Of 162 participants included at the baseline, 138 initiated treatment with XR-NTX, of whom 88 were genotyped for the COMT rs4680 SNP and 86 for the OPRM1 rs1799971 SNP (Figure 1). For 50 participants, saliva samples were not obtained owing to retraction of consent, participants being unreachable, hyposalivation, or unusable samples due to contamination (mostly from tobacco snuff). At the 6-month follow-up, the number of participants was 57 for the COMT rs4680 SNP and 56 for the OPRM1 rs1799971 SNP.
The mean age of the 138 participants who initiated treatment with XR-NTX was 37.8 years (SD = 9.4), 21.0% were female, and 94.9% were North European Caucasians. Participants who were genotyped were compared with those who were not genotyped regarding baseline demographic characteristics, ethnicity, opioid use, opioid cravings, and significant parental psychiatric problems and substance use (Table 1). Sex was the only variable that differed significantly between the two cohorts (p = 0.046). Both the COMT rs4680 and OPRM1 rs1799971 variants were consistent with Hardy–Weinberg equilibrium (p = 0.952 and 0.890, respectively).

3.1. Treatment Retention and Association with COMT rs4680 and OPRM1 rs1799971

Survival analysis investigating treatment retention included 83 participants with the COMT rs4680 SNP (23 Met/Met carriers, 40 Met/Val carriers, and 20 Val/Val carriers). The mean times in this study for these genotypes were 18.8, 20.8, and 19.8 weeks, respectively. Fourteen (60.9%) of the Met/Met carriers completed the study treatment period of 24 weeks, as did 31 (77.5%) of the Met/Val carriers and 14 (70.0%) of the Val/Val carriers. No statistically significant difference was observed between the genotypes (Supplementary Figure S1).
The analysis regarding treatment retention for the OPRM1 rs1799971 SNP included 82 participants (64 AA carriers and 18 G* carriers). The mean times in this study were 20.3 weeks for the AA carriers and 19.3 weeks for the G* carriers. Forty-seven (73.4%) of the AA carriers and 12 (66.7%) of the G* carriers completed the study treatment period of 24 weeks. No statistically significant difference was observed between the AA and G genotypes (Supplementary Figure S1).

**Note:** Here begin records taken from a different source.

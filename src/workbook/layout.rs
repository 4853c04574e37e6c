//! The in-memory layout of a yearly workbook: one sheet per month, one row per cheque.

use std::collections::HashSet;

use time::Month;

use crate::{
    cheque::{ChequeId, ChequeListing},
    html::format_date,
};

/// Sheet names, January first.
pub const MONTH_SHEET_NAMES: [&str; 12] = [
    "Janvier",
    "Février",
    "Mars",
    "Avril",
    "Mai",
    "Juin",
    "Juillet",
    "Août",
    "Septembre",
    "Octobre",
    "Novembre",
    "Décembre",
];

/// The header row of every sheet. The first column holds the cheque ID.
pub const COLUMN_HEADERS: [&str; 14] = [
    "Réf.",
    "Date d'émission",
    "Numéro du chèque",
    "Banque/Agence",
    "Client",
    "Nom du déposant",
    "Montant",
    "Devise",
    "Date d'échéance",
    "Banque de dépôt",
    "Statut",
    "N° Facture",
    "Date de facture",
    "Notes",
];

/// The index of the amount column, written with a number format.
pub const AMOUNT_COLUMN: usize = 6;

/// A single spreadsheet cell.
#[derive(Debug, Clone, PartialEq)]
pub enum Cell {
    Empty,
    Text(String),
    Number(f64),
}

impl Cell {
    fn optional_text(text: Option<String>) -> Self {
        text.map_or(Cell::Empty, Cell::Text)
    }
}

/// A row of a month sheet.
///
/// Rows typed in by hand have no cheque reference and are kept as they are.
#[derive(Debug, Clone, PartialEq)]
pub struct WorkbookRow {
    pub cheque_id: Option<ChequeId>,
    pub cells: Vec<Cell>,
}

impl WorkbookRow {
    /// The row written for `listing`.
    pub fn from_listing(listing: &ChequeListing) -> Self {
        let cheque = &listing.cheque;

        let cells = vec![
            Cell::Number(cheque.id as f64),
            Cell::Text(format_date(cheque.issue_date)),
            Cell::Text(cheque.number.clone()),
            Cell::Text(listing.issuing_label()),
            Cell::Text(listing.client_name.clone()),
            Cell::optional_text(cheque.depositor_name.clone()),
            Cell::Number(cheque.amount),
            Cell::Text(cheque.currency.to_string()),
            Cell::Text(format_date(cheque.due_date)),
            Cell::optional_text(listing.deposit_label()),
            Cell::Text(cheque.status.label().to_owned()),
            Cell::optional_text(cheque.invoice_number.clone()),
            Cell::optional_text(cheque.invoice_date.map(format_date)),
            Cell::optional_text(cheque.notes.clone()),
        ];

        Self {
            cheque_id: Some(cheque.id),
            cells,
        }
    }
}

/// The twelve month sheets of one year.
#[derive(Debug, Clone, PartialEq)]
pub struct YearlyWorkbook {
    pub year: i32,
    sheets: [Vec<WorkbookRow>; 12],
}

impl YearlyWorkbook {
    /// A workbook with twelve empty sheets.
    pub fn new(year: i32) -> Self {
        Self {
            year,
            sheets: Default::default(),
        }
    }

    /// Build a workbook from rows read from disk, indexed by month.
    pub fn from_sheets(year: i32, sheets: [Vec<WorkbookRow>; 12]) -> Self {
        Self { year, sheets }
    }

    /// The rows of the sheet for `month`.
    pub fn rows(&self, month: Month) -> &[WorkbookRow] {
        &self.sheets[sheet_index(month)]
    }

    /// Every sheet name with its rows, January first.
    pub fn sheets(&self) -> impl Iterator<Item = (&'static str, &[WorkbookRow])> {
        MONTH_SHEET_NAMES
            .into_iter()
            .zip(self.sheets.iter().map(Vec::as_slice))
    }

    /// Write the row for `listing` to the sheet of its due month.
    ///
    /// An existing row in that sheet is replaced in place. A row in another sheet is removed,
    /// so the cheque appears exactly once.
    pub fn upsert(&mut self, listing: &ChequeListing) {
        let row = WorkbookRow::from_listing(listing);
        let target = sheet_index(listing.cheque.due_date.month());
        let cheque_id = listing.cheque.id;

        for (index, sheet) in self.sheets.iter_mut().enumerate() {
            if index != target {
                sheet.retain(|existing| existing.cheque_id != Some(cheque_id));
            }
        }

        let sheet = &mut self.sheets[target];
        match sheet
            .iter()
            .position(|existing| existing.cheque_id == Some(cheque_id))
        {
            Some(position) => {
                sheet[position] = row;
                // Drop any duplicates left by hand edits.
                let mut seen = false;
                sheet.retain(|existing| {
                    if existing.cheque_id != Some(cheque_id) {
                        return true;
                    }
                    let keep = !seen;
                    seen = true;
                    keep
                });
            }
            None => sheet.push(row),
        }
    }

    /// Remove every row of `cheque_id`. Returns whether a row was removed.
    pub fn remove(&mut self, cheque_id: ChequeId) -> bool {
        let before = self.total_rows();

        for sheet in &mut self.sheets {
            sheet.retain(|row| row.cheque_id != Some(cheque_id));
        }

        self.total_rows() != before
    }

    /// Remove the rows of cheques not in `cheque_ids`. Rows without a reference are kept.
    pub fn retain_cheques(&mut self, cheque_ids: &HashSet<ChequeId>) {
        for sheet in &mut self.sheets {
            sheet.retain(|row| row.cheque_id.is_none_or(|id| cheque_ids.contains(&id)));
        }
    }

    /// The month and row index of the first row for `cheque_id`.
    pub fn find(&self, cheque_id: ChequeId) -> Option<(Month, usize)> {
        self.sheets.iter().enumerate().find_map(|(index, sheet)| {
            sheet
                .iter()
                .position(|row| row.cheque_id == Some(cheque_id))
                .map(|position| (month_from_index(index), position))
        })
    }

    /// The number of rows in the sheet for `month`.
    pub fn row_count(&self, month: Month) -> usize {
        self.sheets[sheet_index(month)].len()
    }

    /// The number of rows across every sheet.
    pub fn total_rows(&self) -> usize {
        self.sheets.iter().map(Vec::len).sum()
    }
}

fn sheet_index(month: Month) -> usize {
    usize::from(u8::from(month)) - 1
}

fn month_from_index(index: usize) -> Month {
    Month::January.nth_next(index as u8)
}
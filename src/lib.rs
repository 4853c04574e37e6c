//! Cheque tracker is a web app for following bank cheques from issue to collection.
//!
//! This library provides the routes that directly serve HTML pages, the yearly Excel workbook
//! synchronization and the background notification and backup tasks.

#![warn(missing_docs)]

use std::{net::SocketAddr, time::Duration};

use axum_server::Handle;
use tokio::signal;

mod alert;
mod app_state;
mod auth;
mod backup;
mod bank;
mod branch;
mod cheque;
mod client;
mod config;
mod dashboard;
mod db;
mod endpoints;
mod error;
mod form;
mod html;
mod internal_server_error;
mod logging;
mod navigation;
mod not_found;
mod notification;
mod routing;
mod timezone;
mod workbook;

#[cfg(test)]
mod test_utils;

pub use app_state::AppState;
pub use auth::{
    PasswordHash, Role, User, UserID, ValidatedPassword, count_users, create_user,
    get_user_by_username,
};
pub use backup::{create_backup, prune_backups, spawn_backup_scheduler};
pub use config::{Config, ConfigError};
pub use db::initialize as initialize_db;
pub use error::Error;
pub use logging::{LOG_BODY_LENGTH_LIMIT, logging_middleware};
pub use notification::{CheckSummary, run_notification_checks, spawn_notification_scheduler};
pub use routing::build_router;
pub use workbook::{WorkbookStore, sync_all_workbooks};

/// An async task that waits for either the ctrl+c or terminate signal, whichever comes first, and
/// then signals the server to shut down gracefully.
///
/// `handle` is a handle to an Axum `Server`.
pub async fn graceful_shutdown(handle: Handle<SocketAddr>) {
    let ctrl_c = async {
        if let Err(error) = signal::ctrl_c().await {
            tracing::error!("failed to listen for Ctrl+C: {error}");
            std::future::pending::<()>().await;
        }
    };

    #[cfg(unix)]
    let terminate = async {
        match signal::unix::signal(signal::unix::SignalKind::terminate()) {
            Ok(mut signal) => {
                signal.recv().await;
            }
            Err(error) => {
                tracing::error!("failed to install the SIGTERM handler: {error}");
                std::future::pending::<()>().await;
            }
        }
    };

    #[cfg(not(unix))]
    let terminate = std::future::pending::<()>();

    tokio::select! {
        _ = ctrl_c => {
            tracing::debug!("Received ctrl+c signal.");
            handle.graceful_shutdown(Some(Duration::from_secs(1)));
        },
        _ = terminate => {
            tracing::debug!("Received terminate signal.");
            handle.graceful_shutdown(Some(Duration::from_secs(1)));
        },
    }
}
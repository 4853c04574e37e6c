//! Dashboard module
//!
//! Provides an overview page with counts and totals per status, upcoming and overdue
//! cheques, the clients with the most rejections and a chart of amounts per due month.

mod charts;
mod handlers;
mod stats;
mod tables;

pub use handlers::get_dashboard_page;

3.2. Relapse in Association with COMT rs4680 and OPRM1 rs1799971

The survival analyses investigating relapse to opioids included 88 participants with the COMT rs4680 SNP (24 Met/Met carriers, 44 Met/Val carriers, and 20 Val/Val carriers). After testing for equality of survival functions using a log-rank test, a statistically significant difference between genotypes was found (p = 0.043). A Kaplan–Meier plot was created to illustrate the data (Figure 2), showing that Met/Val carriers were less likely to relapse to opioids compared with the reference group of Met/Met carriers (hazard ratio = 0.353, p = 0.024). No statistically significant difference was observed between the Val/Val and Met/Met genotypes.
A total of 86 participants (67 AA carriers and 19 G* carriers) were successfully genotyped and included in the survival analysis of the OPRM1 rs1799971 SNP. A Kaplan–Meier plot illustrated the data (Figure 2). No statistically significant difference was observed between the AA and G genotypes.

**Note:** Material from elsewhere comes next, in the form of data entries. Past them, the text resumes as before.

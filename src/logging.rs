//! Middleware for logging requests and responses.

use axum::{
    body::Body,
    extract::Request,
    http::{
        HeaderMap,
        header::{CONTENT_TYPE, HeaderValue},
    },
    middleware::Next,
    response::Response,
};

/// The number of bytes of a request or response body logged at the `info` level.
pub const LOG_BODY_LENGTH_LIMIT: usize = 64;

/// Form fields whose values never appear in the logs.
const REDACTED_FIELDS: [&str; 2] = ["password", "confirm_password"];

/// Log the request and response for each request.
///
/// Both the request and response are logged at the `info` level.
/// If a body is longer than [LOG_BODY_LENGTH_LIMIT] bytes, it is
/// truncated and the full body is logged at the `debug` level.
/// Only text bodies are logged; uploads and spreadsheet downloads are summarised by size.
pub async fn logging_middleware(request: Request, next: Next) -> Response {
    let (parts, body) = request.into_parts();
    let body_bytes = match axum::body::to_bytes(body, usize::MAX).await {
        Ok(bytes) => bytes,
        Err(error) => {
            tracing::error!("could not read request body: {error}");
            return next.run(Request::from_parts(parts, Body::empty())).await;
        }
    };

    let body_text = describe_body(&parts.headers, &body_bytes);
    let body_text = if is_form(&parts.headers) {
        REDACTED_FIELDS
            .iter()
            .fold(body_text, |text, field| redact_field(&text, field))
    } else {
        body_text
    };
    log_body("Received request", &format!("{parts:#?}"), &body_text);

    let request = Request::from_parts(parts, Body::from(body_bytes));
    let response = next.run(request).await;

    let (parts, body) = response.into_parts();
    let body_bytes = match axum::body::to_bytes(body, usize::MAX).await {
        Ok(bytes) => bytes,
        Err(error) => {
            tracing::error!("could not read response body: {error}");
            return Response::from_parts(parts, Body::empty());
        }
    };
    log_body(
        "Sending response",
        &format!("{parts:#?}"),
        &describe_body(&parts.headers, &body_bytes),
    );

    Response::from_parts(parts, Body::from(body_bytes))
}

fn is_form(headers: &HeaderMap) -> bool {
    headers.get(CONTENT_TYPE) == Some(&HeaderValue::from_static("application/x-www-form-urlencoded"))
}

fn is_text(headers: &HeaderMap) -> bool {
    match headers.get(CONTENT_TYPE).and_then(|value| value.to_str().ok()) {
        Some(content_type) => {
            content_type.starts_with("text/")
                || content_type.starts_with("application/x-www-form-urlencoded")
                || content_type.starts_with("application/json")
        }
        None => true,
    }
}

fn describe_body(headers: &HeaderMap, bytes: &[u8]) -> String {
    if is_text(headers) {
        String::from_utf8_lossy(bytes).to_string()
    } else {
        format!("<{} bytes of binary data>", bytes.len())
    }
}

fn redact_field(form_text: &str, field_name: &str) -> String {
    form_text
        .split('&')
        .map(|pair| match pair.split_once('=') {
            Some((key, _)) if key == field_name => format!("{field_name}=********"),
            _ => pair.to_owned(),
        })
        .collect::<Vec<_>>()
        .join("&")
}

/// The longest prefix of `text` that is at most `limit` bytes and ends on a char boundary.
fn truncate(text: &str, limit: usize) -> &str {
    if text.len() <= limit {
        return text;
    }

    let mut end = limit;
    while !text.is_char_boundary(end) {
        end -= 1;
    }

    &text[..end]
}

fn log_body(prefix: &str, headers: &str, body: &str) {
    if body.len() > LOG_BODY_LENGTH_LIMIT {
        tracing::info!(
            "{prefix}: {headers}\nbody: {}...",
            truncate(body, LOG_BODY_LENGTH_LIMIT)
        );
        tracing::debug!("Full body: {body:?}");
    } else {
        tracing::info!("{prefix}: {headers}\nbody: {body:?}");
    }
}

#[cfg(test)]
mod tests {
    use super::{redact_field, truncate};

    #[test]
    fn redacts_password_field() {
        let form = "username=admin&password=hunter2&remember_me=on";

        assert_eq!(
            redact_field(form, "password"),
            "username=admin&password=********&remember_me=on"
        );
    }

    #[test]
    fn redact_leaves_other_fields_alone() {
        let form = "username=admin&password_hint=none";

        assert_eq!(redact_field(form, "password"), form);
    }

    #[test]
    fn truncate_respects_char_boundaries() {
        // 'é' is two bytes long, so cutting after one byte would split it.
        assert_eq!(truncate("éa", 1), "");
        assert_eq!(truncate("éa", 2), "é");
        assert_eq!(truncate("abc", 10), "abc");
    }
}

3.3. Days of Opioid Use in Association with COMT rs4680 and OPRM1 rs1799971

No statistically significant interaction effect was observed for the COMT rs4680 genotype; however, an insignificant trend was noted, with COMT Val/Val carriers having fewer days of opioid use (p = 0.075) (Table 2). For the OPRM1 rs1799971 genotype, no statistically significant interaction effect between AA and G carriers was observed (Supplementary Table S1).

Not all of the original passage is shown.